- **How to complete this task**: Look through the data below. Pick out the lines holding the string "year".

- **Data to examine**:
□ □ □ □ □ □ □
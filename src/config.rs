//! Configuration loading and validation.
//!
//! The menorah reads a TOML file, by default
//! `$XDG_CONFIG_HOME/auto-menorah/config.toml`. Every key is optional:
//!
//! ```toml
//! off_time_policy = "fixed-offset"   # "fixed-offset" (lighting + 12h) or "hour-snap"
//! burnout = true                     # Extinguish at each night's off-time
//! idle_after_holiday = false         # Keep the process alive after the last night
//!
//! [calendar]
//! zip_code = "10001"
//! start_month = 11                   # First month searched (1-12)
//! max_month_expansions = 2           # Additional months searched
//! # year = 2025                      # Defaults to the current season
//! # first_night = "2025-12-14T16:13:00-05:00"  # Skip the lookup entirely
//!
//! [display]
//! backend = "gpio"                   # "gpio" or "log"
//! shamash_pin = 4
//! candle_pins = [17, 27, 22, 5, 6, 13, 19, 26]
//! active_low = false
//!
//! [signal]
//! enabled = true
//! tune = "MaozTzur:d=4,o=5,b=112:g,c6,g,c6,e6,2d6"
//! # mute_pin = 21                   # Physical mute switch
//! muted = false
//!
//! [setup]
//! probe_host = "www.hebcal.com"
//! attempts = 5
//! retry_delay_secs = 5
//! ```

use serde::{Deserialize, Serialize};
use std::collections::HashSet;
use std::fs;
use std::path::{Path, PathBuf};
use std::time::Duration;
use tracing::{debug, info};

use crate::audio::Waveform;
use crate::calendar::HEBCAL_URL;
use crate::device::{PinConfig, SYSFS_GPIO_ROOT};
use crate::display::CANDLE_COUNT;
use crate::schedule::{OffTimePolicy, Timestamp};
use crate::scheduler::BurnoutPolicy;
use crate::setup::RetryPolicy;
use crate::tune::{Tune, MAOZ_TZUR};
use crate::{Error, Result};

/// Directory name under the user configuration directory
pub const CONFIG_DIR_NAME: &str = "auto-menorah";

/// File name of the configuration
pub const CONFIG_FILE_NAME: &str = "config.toml";

#[derive(Debug, Clone, PartialEq, Serialize, Deserialize)]
#[serde(default, deny_unknown_fields)]
pub struct Config {
    pub off_time_policy: OffTimePolicy,
    pub burnout: bool,
    pub idle_after_holiday: bool,
    pub calendar: CalendarConfig,
    pub display: DisplayConfig,
    pub signal: SignalConfig,
    pub setup: SetupConfig,
}

impl Default for Config {
    fn default() -> Self {
        Self {
            off_time_policy: OffTimePolicy::default(),
            burnout: true,
            idle_after_holiday: false,
            calendar: CalendarConfig::default(),
            display: DisplayConfig::default(),
            signal: SignalConfig::default(),
            setup: SetupConfig::default(),
        }
    }
}

#[derive(Debug, Clone, PartialEq, Serialize, Deserialize)]
#[serde(default, deny_unknown_fields)]
pub struct CalendarConfig {
    pub zip_code: String,
    pub base_url: String,
    pub year: Option<i32>,
    pub start_month: u32,
    pub max_month_expansions: u32,
    /// Known first-night lighting instant; skips the lookup when set
    pub first_night: Option<Timestamp>,
}

impl Default for CalendarConfig {
    fn default() -> Self {
        Self {
            zip_code: String::new(),
            base_url: HEBCAL_URL.to_string(),
            year: None,
            start_month: 11,
            max_month_expansions: 2,
            first_night: None,
        }
    }
}

#[derive(Debug, Clone, Copy, PartialEq, Eq, Default, Serialize, Deserialize)]
#[serde(rename_all = "lowercase")]
pub enum DisplayBackend {
    /// Linux sysfs GPIO lines
    #[default]
    Gpio,
    /// Log output only
    Log,
}

#[derive(Debug, Clone, PartialEq, Serialize, Deserialize)]
#[serde(default, deny_unknown_fields)]
pub struct DisplayConfig {
    pub backend: DisplayBackend,
    pub gpio_root: PathBuf,
    pub shamash_pin: u32,
    pub candle_pins: [u32; CANDLE_COUNT as usize],
    pub active_low: bool,
}

impl Default for DisplayConfig {
    fn default() -> Self {
        Self {
            backend: DisplayBackend::default(),
            gpio_root: PathBuf::from(SYSFS_GPIO_ROOT),
            shamash_pin: 4,
            candle_pins: [17, 27, 22, 5, 6, 13, 19, 26],
            active_low: false,
        }
    }
}

impl DisplayConfig {
    pub fn pin_config(&self) -> PinConfig {
        PinConfig {
            root: self.gpio_root.clone(),
            shamash: self.shamash_pin,
            candles: self.candle_pins,
            active_low: self.active_low,
        }
    }
}

#[derive(Debug, Clone, PartialEq, Serialize, Deserialize)]
#[serde(default, deny_unknown_fields)]
pub struct SignalConfig {
    pub enabled: bool,
    /// RTTTL text of the night tune
    pub tune: String,
    pub waveform: Waveform,
    pub output_device: Option<String>,
    /// Mute flag used when no switch is wired
    pub muted: bool,
    /// GPIO input line of the mute switch
    pub mute_pin: Option<u32>,
    pub mute_active_low: bool,
}

impl Default for SignalConfig {
    fn default() -> Self {
        Self {
            enabled: true,
            tune: MAOZ_TZUR.to_string(),
            waveform: Waveform::default(),
            output_device: None,
            muted: false,
            mute_pin: None,
            mute_active_low: false,
        }
    }
}

#[derive(Debug, Clone, PartialEq, Serialize, Deserialize)]
#[serde(default, deny_unknown_fields)]
pub struct SetupConfig {
    pub probe_host: String,
    pub probe_port: u16,
    pub probe_timeout_secs: u64,
    pub attempts: u32,
    pub retry_delay_secs: u64,
    pub loading_interval_ms: u64,
    pub distress_interval_ms: u64,
}

impl Default for SetupConfig {
    fn default() -> Self {
        Self {
            probe_host: "www.hebcal.com".to_string(),
            probe_port: 443,
            probe_timeout_secs: 10,
            attempts: 5,
            retry_delay_secs: 5,
            loading_interval_ms: 1000,
            distress_interval_ms: 1000,
        }
    }
}

impl SetupConfig {
    pub fn retry_policy(&self) -> RetryPolicy {
        RetryPolicy {
            attempts: self.attempts,
            delay: Duration::from_secs(self.retry_delay_secs),
        }
    }

    pub fn loading_interval(&self) -> Duration {
        Duration::from_millis(self.loading_interval_ms)
    }

    pub fn distress_interval(&self) -> Duration {
        Duration::from_millis(self.distress_interval_ms)
    }

    pub fn probe_timeout(&self) -> Duration {
        Duration::from_secs(self.probe_timeout_secs)
    }
}

impl Config {
    /// Default configuration file location
    pub fn default_path() -> Option<PathBuf> {
        dirs::config_dir().map(|dir| dir.join(CONFIG_DIR_NAME).join(CONFIG_FILE_NAME))
    }

    /// Loads the configuration.
    ///
    /// An explicit `path` must exist. Without one, the default location is
    /// used if present and built-in defaults otherwise.
    pub fn load(path: Option<&Path>) -> Result<Self> {
        match path {
            Some(path) => Self::load_from_path(path),
            None => match Self::default_path() {
                Some(path) if path.exists() => Self::load_from_path(&path),
                _ => {
                    info!("No configuration file found, using defaults");
                    let config = Self::default();
                    config.validate()?;
                    Ok(config)
                }
            },
        }
    }

    pub fn load_from_path(path: &Path) -> Result<Self> {
        debug!("Loading configuration from {}", path.display());
        let text = fs::read_to_string(path)
            .map_err(|e| Error::Config(format!("failed to read {}: {}", path.display(), e)))?;
        let config = Self::from_toml_str(&text)
            .map_err(|e| Error::Config(format!("{}: {}", path.display(), e)))?;
        info!("Loaded configuration from {}", path.display());
        Ok(config)
    }

    pub fn from_toml_str(text: &str) -> Result<Self> {
        let config: Config = toml::from_str(text).map_err(|e| Error::Config(e.to_string()))?;
        config.validate()?;
        Ok(config)
    }

    pub fn burnout_policy(&self) -> BurnoutPolicy {
        BurnoutPolicy {
            burnout: self.burnout,
        }
    }

    /// Checks values that parse but cannot work
    pub fn validate(&self) -> Result<()> {
        let invalid = |message: String| Err(Error::Config(message));

        if !(1..=12).contains(&self.calendar.start_month) {
            return invalid(format!(
                "calendar.start_month must be 1-12, got {}",
                self.calendar.start_month
            ));
        }
        if self.setup.attempts == 0 {
            return invalid("setup.attempts must be at least 1".to_string());
        }
        if self.setup.loading_interval_ms == 0 || self.setup.distress_interval_ms == 0 {
            return invalid("setup intervals must be positive".to_string());
        }

        let mut pins = HashSet::new();
        pins.insert(self.display.shamash_pin);
        for pin in self.display.candle_pins {
            if !pins.insert(pin) {
                return invalid(format!("GPIO {} is assigned more than once", pin));
            }
        }
        if let Some(mute_pin) = self.signal.mute_pin {
            if pins.contains(&mute_pin) {
                return invalid(format!("mute switch GPIO {} is also a candle", mute_pin));
            }
        }

        if self.signal.enabled {
            Tune::parse(&self.signal.tune)
                .map_err(|e| Error::Config(format!("signal.tune: {}", e)))?;
        }
        Ok(())
    }
}

#[cfg(test)]
mod tests {
    use super::*;
    use std::io::Write;

    #[test]
    fn empty_file_gives_defaults() {
        let config = Config::from_toml_str("").unwrap();
        assert_eq!(config, Config::default());
        assert_eq!(config.setup.retry_policy(), RetryPolicy::default());
        assert_eq!(config.burnout_policy(), BurnoutPolicy::BURN_OUT);
    }

    #[test]
    fn parses_full_file() {
        let config = Config::from_toml_str(
            r#"
            off_time_policy = "hour-snap"
            burnout = false

            [calendar]
            zip_code = "02134"
            first_night = "2025-12-14T16:13:00-05:00"

            [display]
            backend = "log"
            candle_pins = [1, 2, 3, 5, 6, 7, 8, 9]

            [signal]
            waveform = "sine"
            mute_pin = 21

            [setup]
            attempts = 3
            "#,
        )
        .unwrap();

        assert_eq!(config.off_time_policy, OffTimePolicy::HourSnap);
        assert_eq!(config.burnout_policy(), BurnoutPolicy::STAY_LIT);
        assert_eq!(config.calendar.zip_code, "02134");
        assert_eq!(
            config.calendar.first_night.map(|t| t.to_rfc3339()),
            Some("2025-12-14T16:13:00-05:00".to_string())
        );
        assert_eq!(config.display.backend, DisplayBackend::Log);
        assert_eq!(config.signal.waveform, Waveform::Sine);
        assert_eq!(config.signal.mute_pin, Some(21));
        assert_eq!(config.setup.attempts, 3);
        assert_eq!(config.setup.retry_delay_secs, 5);
    }

    #[test]
    fn rejects_invalid_values() {
        for text in [
            "[calendar]\nstart_month = 13",
            "[setup]\nattempts = 0",
            "[display]\ncandle_pins = [1, 2, 3, 4, 5, 6, 7, 1]",
            "[display]\nshamash_pin = 17",
            "[signal]\nmute_pin = 4",
            "[signal]\ntune = \"not a tune\"",
            "unknown_key = 1",
            "[display]\ncandle_pins = [1, 2, 3]",
        ] {
            assert!(
                matches!(Config::from_toml_str(text), Err(Error::Config(_))),
                "accepted {:?}",
                text
            );
        }
    }

    #[test]
    fn disabled_signal_skips_tune_validation() {
        let config = Config::from_toml_str("[signal]\nenabled = false\ntune = \"\"").unwrap();
        assert!(!config.signal.enabled);
    }

    #[test]
    fn loads_from_explicit_path() {
        let mut file = tempfile::NamedTempFile::new().unwrap();
        writeln!(file, "burnout = false").unwrap();
        let config = Config::load(Some(file.path())).unwrap();
        assert!(!config.burnout);
    }

    #[test]
    fn missing_explicit_path_is_an_error() {
        let dir = tempfile::tempdir().unwrap();
        let result = Config::load(Some(&dir.path().join("absent.toml")));
        assert!(matches!(result, Err(Error::Config(_))));
    }
}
□ □ □ □ □ □ □
- **Output for this exercise**:
//! # year = 2025                      # Defaults to the current season
    pub year: Option<i32>,
            year: None,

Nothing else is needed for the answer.